Thank you, ladies. The pic is taken from my home. I hope you are having a great week end! Big hug to all of you!


----------



## Emkaef (Mar 14, 2015)

Dear Albie, don t worry, take your time...I will wait for you! 
in the mean time I will prepare a cup of real Italian coffee for you ... :lol:


----------



## RosD (May 24, 2014)

Beautiful photo, I wish I was there!!! &#128158;


----------



## Emkaef (Mar 14, 2015)

...and I wish I could come to Australia once in my life! hi there, nice to meet you!


----------



## RosD (May 24, 2014)

Emkaef said:


> ...and I wish I could come to Australia once in my life! hi there, nice to meet you!


Hi, thank you and very nice to meet you. 💞


----------



## Nancyn (Mar 23, 2013)

I have never been to Switzerland or Northern Italy. Some day I just may take you up on your kind offer!


----------



## Knitting Gamma (Sep 7, 2014)

My Grandfather was from Switzerland I always wanted to visited because I do have relatives there.


----------



## Fiona3 (Feb 6, 2014)

Hello and welcome from central Illinois. Your picture is wonderful!

Fiona. &#128587;&#128587;&#128587;


----------



## Marlys (Mar 15, 2011)

Beautiful picture, makes me homesick..... grew up in Luzern , have been in Canada for over 50 years now but Switzerland is still home.


----------



## Nanny Val (Oct 10, 2012)

Welcome from N Ireland.
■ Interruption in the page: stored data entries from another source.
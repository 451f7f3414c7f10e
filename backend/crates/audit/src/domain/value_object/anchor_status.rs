//! Anchor Status

use derive_more::Display;

/// Where a log's content hash stands with the ledger.
///
/// `Disabled` logs were written while no ledger was configured and are never
/// retried.
#[derive(Debug, Clone, Copy, PartialEq, Eq, Display)]
pub enum AnchorStatus {
    #[display("disabled")]
    Disabled,
    #[display("pending")]
    Pending,
    #[display("anchored")]
    Anchored,
    #[display("failed")]
    Failed,
}

impl AnchorStatus {
    pub fn code(&self) -> &'static str {
        match self {
            AnchorStatus::Disabled => "disabled",
            AnchorStatus::Pending => "pending",
            AnchorStatus::Anchored => "anchored",
            AnchorStatus::Failed => "failed",
        }
    }

    pub fn from_code(code: &str) -> Option<Self> {
        match code {
            "disabled" => Some(AnchorStatus::Disabled),
            "pending" => Some(AnchorStatus::Pending),
            "anchored" => Some(AnchorStatus::Anchored),
            "failed" => Some(AnchorStatus::Failed),
            _ => None,
        }
    }
}
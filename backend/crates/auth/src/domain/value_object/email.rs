//! Email Value Object
//!
//! Lowercased, trimmed, syntactically plausible address. Ownership is proven
//! separately through an emailed verification token.

use kernel::error::app_error::{AppError, AppResult, FieldViolation};
use serde::{Deserialize, Serialize};
use std::str::FromStr;

/// RFC 5321 path limit
const EMAIL_MAX_LENGTH: usize = 254;
const LOCAL_PART_MAX_LENGTH: usize = 64;

#[derive(Debug, Clone, PartialEq, Eq, Hash, Serialize, Deserialize)]
pub struct Email(String);

impl Email {
    pub fn new(email: impl AsRef<str>) -> AppResult<Self> {
        let email = email.as_ref().trim().to_lowercase();

        let problem = if email.is_empty() {
            Some("must not be empty")
        } else if email.len() > EMAIL_MAX_LENGTH {
            Some("must be at most 254 characters")
        } else if !is_plausible(&email) {
            Some("must be a valid email address")
        } else {
            None
        };

        match problem {
            Some(message) => Err(AppError::bad_request("Invalid email address")
                .with_fields(vec![FieldViolation::new("email", message)])),
            None => Ok(Self(email)),
        }
    }

    /// Trusted value read back from the database
    pub fn from_db(email: impl Into<String>) -> Self {
        Self(email.into())
    }

    pub fn as_str(&self) -> &str {
        &self.0
    }

    /// `j***@example.com`, for logs
    pub fn masked(&self) -> String {
        match self.0.split_once('@') {
            Some((local, domain)) => {
                let first = local.chars().next().unwrap_or('*');
                format!("{first}***@{domain}")
            }
            None => "***".to_string(),
        }
    }
}

fn is_plausible(email: &str) -> bool {
    let Some((local, domain)) = email.split_once('@') else {
        return false;
    };

    if local.is_empty() || local.len() > LOCAL_PART_MAX_LENGTH || local.contains(char::is_whitespace) {
        return false;
    }

    !domain.is_empty()
        && domain.contains('.')
        && domain
            .chars()
            .all(|c| c.is_ascii_alphanumeric() || c == '.' || c == '-')
        && !domain.starts_with(['.', '-'])
        && !domain.ends_with(['.', '-'])
        && !domain.contains("..")
}

impl FromStr for Email {
    type Err = AppError;

    fn from_str(s: &str) -> AppResult<Self> {
        Email::new(s)
    }
}

impl std::fmt::Display for Email {
    fn fmt(&self, f: &mut std::fmt::Formatter<'_>) -> std::fmt::Result {
        f.write_str(&self.0)
    }
}
//! Public user identifier
//!
//! Nanoid exposed to clients and to other services (`x-user-id`); the UUID
//! primary key stays inside the auth service.
//!
//! ```rust
//! use auth::domain::value_object::public_id::PublicId;
//!
//! let id = PublicId::new();
//! assert_eq!(id.as_str().len(), 21);
//! assert_eq!(id.as_str().parse::<PublicId>().unwrap(), id);
//! ```

use std::str::FromStr;

use kernel::error::app_error::{AppError, AppResult};
use nid::Nanoid;
use serde::{Deserialize, Serialize};

#[derive(Debug, Clone, Copy, PartialEq, Eq, Hash, Serialize, Deserialize)]
pub struct PublicId(Nanoid);

impl PublicId {
    #[inline]
    pub fn new() -> Self {
        Self(Nanoid::new())
    }

    #[inline]
    pub fn as_str(&self) -> &str {
        self.0.as_str()
    }
}

impl FromStr for PublicId {
    type Err = AppError;

    fn from_str(s: &str) -> AppResult<Self> {
        Nanoid::from_str(s.trim())
            .map(PublicId)
            .map_err(|e| AppError::bad_request("Invalid public id").with_source(e))
    }
}

impl Default for PublicId {
    fn default() -> Self {
        Self::new()
    }
}

impl std::fmt::Display for PublicId {
    fn fmt(&self, f: &mut std::fmt::Formatter<'_>) -> std::fmt::Result {
        f.write_str(self.0.as_str())
    }
}

#[cfg(test)]
mod tests {
    use super::*;

    #[test]
    fn test_parse_valid_and_invalid() {
        let id: PublicId = "0123456789abcdefghi01".parse().unwrap();
        assert_eq!(id.to_string(), "0123456789abcdefghi01");
        assert_eq!("bad id!".parse::<PublicId>().unwrap_err().status_code(), 400);
    }
}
I would love to visit your group. Switzerland is one of my favourite places for a holiday. We spent a holiday in Wengen doing a lot of walks including the Eiger trail. Switzerland is beautiful, clean and everything is very punctual. Happy memories.


----------



## Hazel Blumberg - McKee (Sep 9, 2011)

Welcome to KP from far northern Florida, USA!

Hazel


----------



## to-cath (Feb 27, 2013)

Hi Emkaef,
Years ago, I studied in Suisse romande, then, after university, I returned to work, in Pompaples, Vaud.The result----I speak French with an "accent vaudois".I don't know Le Tessin very well, though.


Emkaef said:


> Hello knitters all over the world,
> 
> Anyone living in Switzerland interested in attend knitting and crafting workshops? Or one of our Knit Cafe mornings?
> I live in the Italian speaking part of Switzerland, just next to the border with Italy....(amazing views on lakes and mountains, great climate!) If you are around for a few days, please feel free to contact me by email. I would love to have you with us to share our knitting passion and a cup of coffee! <3 Maura


----------



## joycevv (Oct 13, 2011)

We flew from Munich to Milan a few years ago. It was a beautiful clear day and the scenery below was breath taking. I hope I can see it on the ground someday! I wish I could take you up on your kind offer.


----------



## Emkaef (Mar 14, 2015)

So....what are you waiting for?!


----------



## Busytime (Mar 15, 2015)

Switzerland is beautiful ! Pictures are so nice


----------



## nitcronut (Aug 9, 2011)

Welcome from California.
Thank you for your invitation but have to decline, just tooo busy with my knitting.


----------



## Emkaef (Mar 14, 2015)

Luzern is a such a lovely place! No wonder you feel nostalgic about it! )


----------



## Emkaef (Mar 14, 2015)

Toooo busy...of course! 



nitcronut said:


> Welcome from California.
> Thank you for your invitation but have to decline, just tooo busy with my knitting.


----------



## Emkaef (Mar 14, 2015)

I know, when you take off from Malpensa Airport (Milan) to fly to the north the view of the white snowy peaks of the Alps is breathtaking...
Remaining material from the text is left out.